▶ Prompt
From the first line to the last, give the records again exactly.

▶ Working data
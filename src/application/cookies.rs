use std::ffi::OsString;
use std::path::PathBuf;

use crate::config::Platform;
use crate::domain::Browser;

/// Chooses the browser whose cookies the engine should read for a run.
pub trait CookieResolver: Send + Sync {
    fn resolve(&self) -> Option<Browser>;
}

/// Probes the real host environment. Evaluated again on every call.
#[derive(Debug, Clone, Copy)]
pub struct HostCookieResolver {
    platform: Platform,
}

impl HostCookieResolver {
    pub fn new(platform: Platform) -> Self {
        Self { platform }
    }
}

impl CookieResolver for HostCookieResolver {
    fn resolve(&self) -> Option<Browser> {
        let browser = resolve_cookie_browser(self.platform, &|key| std::env::var_os(key));
        tracing::debug!(?browser, "cookie source probed");
        browser
    }
}

/// Returns the first browser, in platform order, whose profile directory exists.
///
/// Only checks for directory existence; cookie databases are never opened.
pub fn resolve_cookie_browser(
    platform: Platform,
    env: &dyn Fn(&str) -> Option<OsString>,
) -> Option<Browser> {
    candidates(platform, env)
        .into_iter()
        .find(|(_, profile_dir)| profile_dir.is_dir())
        .map(|(browser, _)| browser)
}

fn candidates(
    platform: Platform,
    env: &dyn Fn(&str) -> Option<OsString>,
) -> Vec<(Browser, PathBuf)> {
    let root = |key: &str| env(key).filter(|v| !v.is_empty()).map(PathBuf::from);

    match platform {
        Platform::Windows => {
            let mut found = Vec::new();
            if let Some(local) = root("LOCALAPPDATA") {
                found.push((Browser::Chrome, local.join("Google").join("Chrome").join("User Data")));
                found.push((Browser::Edge, local.join("Microsoft").join("Edge").join("User Data")));
            }
            if let Some(roaming) = root("APPDATA") {
                found.push((
                    Browser::Firefox,
                    roaming.join("Mozilla").join("Firefox").join("Profiles"),
                ));
            }
            found
        }
        Platform::MacOs => {
            let Some(home) = root("HOME") else {
                return Vec::new();
            };
            let support = home.join("Library").join("Application Support");
            vec![
                (Browser::Chrome, support.join("Google").join("Chrome")),
                (Browser::Firefox, support.join("Firefox").join("Profiles")),
                (Browser::Edge, support.join("Microsoft Edge")),
                (Browser::Brave, support.join("BraveSoftware").join("Brave-Browser")),
            ]
        }
        Platform::Linux => {
            let home = root("HOME");
            let config = root("XDG_CONFIG_HOME").or_else(|| home.as_ref().map(|h| h.join(".config")));

            let mut found = Vec::new();
            if let Some(home) = &home {
                found.push((Browser::Firefox, home.join(".mozilla").join("firefox")));
            }
            if let Some(config) = config {
                found.push((Browser::Chrome, config.join("google-chrome")));
                found.push((Browser::Chromium, config.join("chromium")));
                found.push((Browser::Brave, config.join("BraveSoftware").join("Brave-Browser")));
                found.push((Browser::Edge, config.join("microsoft-edge")));
            }
            found
        }
    }
}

▶ Result below
filename src/application/cookies.rs
use std::ffi::OsString;
use std::path::PathBuf;

use crate::config::Platform;
use crate::domain::Browser;

/// Chooses the browser whose cookies the engine should read for a run.
pub trait CookieResolver: Send + Sync {
    fn resolve(&self) -> Option<Browser>;
}

/// Probes the real host environment. Evaluated again on every call.
#[derive(Debug, Clone, Copy)]
pub struct HostCookieResolver {
    platform: Platform,
}

impl HostCookieResolver {
    pub fn new(platform: Platform) -> Self {
        Self { platform }
    }
}

impl CookieResolver for HostCookieResolver {
    fn resolve(&self) -> Option<Browser> {
        let browser = resolve_cookie_browser(self.platform, &|key| std::env::var_os(key));
        tracing::debug!(?browser, "cookie source probed");
        browser
    }
}

/// Returns the first browser, in platform order, whose profile directory exists.
///
/// Only checks for directory existence; cookie databases are never opened.
pub fn resolve_cookie_browser(
    platform: Platform,
    env: &dyn Fn(&str) -> Option<OsString>,
) -> Option<Browser> {
    candidates(platform, env)
        .into_iter()
        .find(|(_, profile_dir)| profile_dir.is_dir())
        .map(|(browser, _)| browser)
}

fn candidates(
    platform: Platform,
    env: &dyn Fn(&str) -> Option<OsString>,
) -> Vec<(Browser, PathBuf)> {
    let root = |key: &str| env(key).filter(|v| !v.is_empty()).map(PathBuf::from);

    match platform {
        Platform::Windows => {
            let mut found = Vec::new();
            if let Some(local) = root("LOCALAPPDATA") {
                found.push((Browser::Chrome, local.join("Google").join("Chrome").join("User Data")));
                found.push((Browser::Edge, local.join("Microsoft").join("Edge").join("User Data")));
            }
            if let Some(roaming) = root("APPDATA") {
                found.push((
                    Browser::Firefox,
                    roaming.join("Mozilla").join("Firefox").join("Profiles"),
                ));
            }
            found
        }
        Platform::MacOs => {
            let Some(home) = root("HOME") else {
                return Vec::new();
            };
            let support = home.join("Library").join("Application Support");
            vec![
                (Browser::Chrome, support.join("Google").join("Chrome")),
                (Browser::Firefox, support.join("Firefox").join("Profiles")),
                (Browser::Edge, support.join("Microsoft Edge")),
                (Browser::Brave, support.join("BraveSoftware").join("Brave-Browser")),
            ]
        }
        Platform::Linux => {
            let home = root("HOME");
            let config = root("XDG_CONFIG_HOME").or_else(|| home.as_ref().map(|h| h.join(".config")));

            let mut found = Vec::new();
            if let Some(home) = &home {
                found.push((Browser::Firefox, home.join(".mozilla").join("firefox")));
            }
            if let Some(config) = config {
                found.push((Browser::Chrome, config.join("google-chrome")));
                found.push((Browser::Chromium, config.join("chromium")));
                found.push((Browser::Brave, config.join("BraveSoftware").join("Brave-Browser")));
                found.push((Browser::Edge, config.join("microsoft-edge")));
            }
            found
        }
    }
}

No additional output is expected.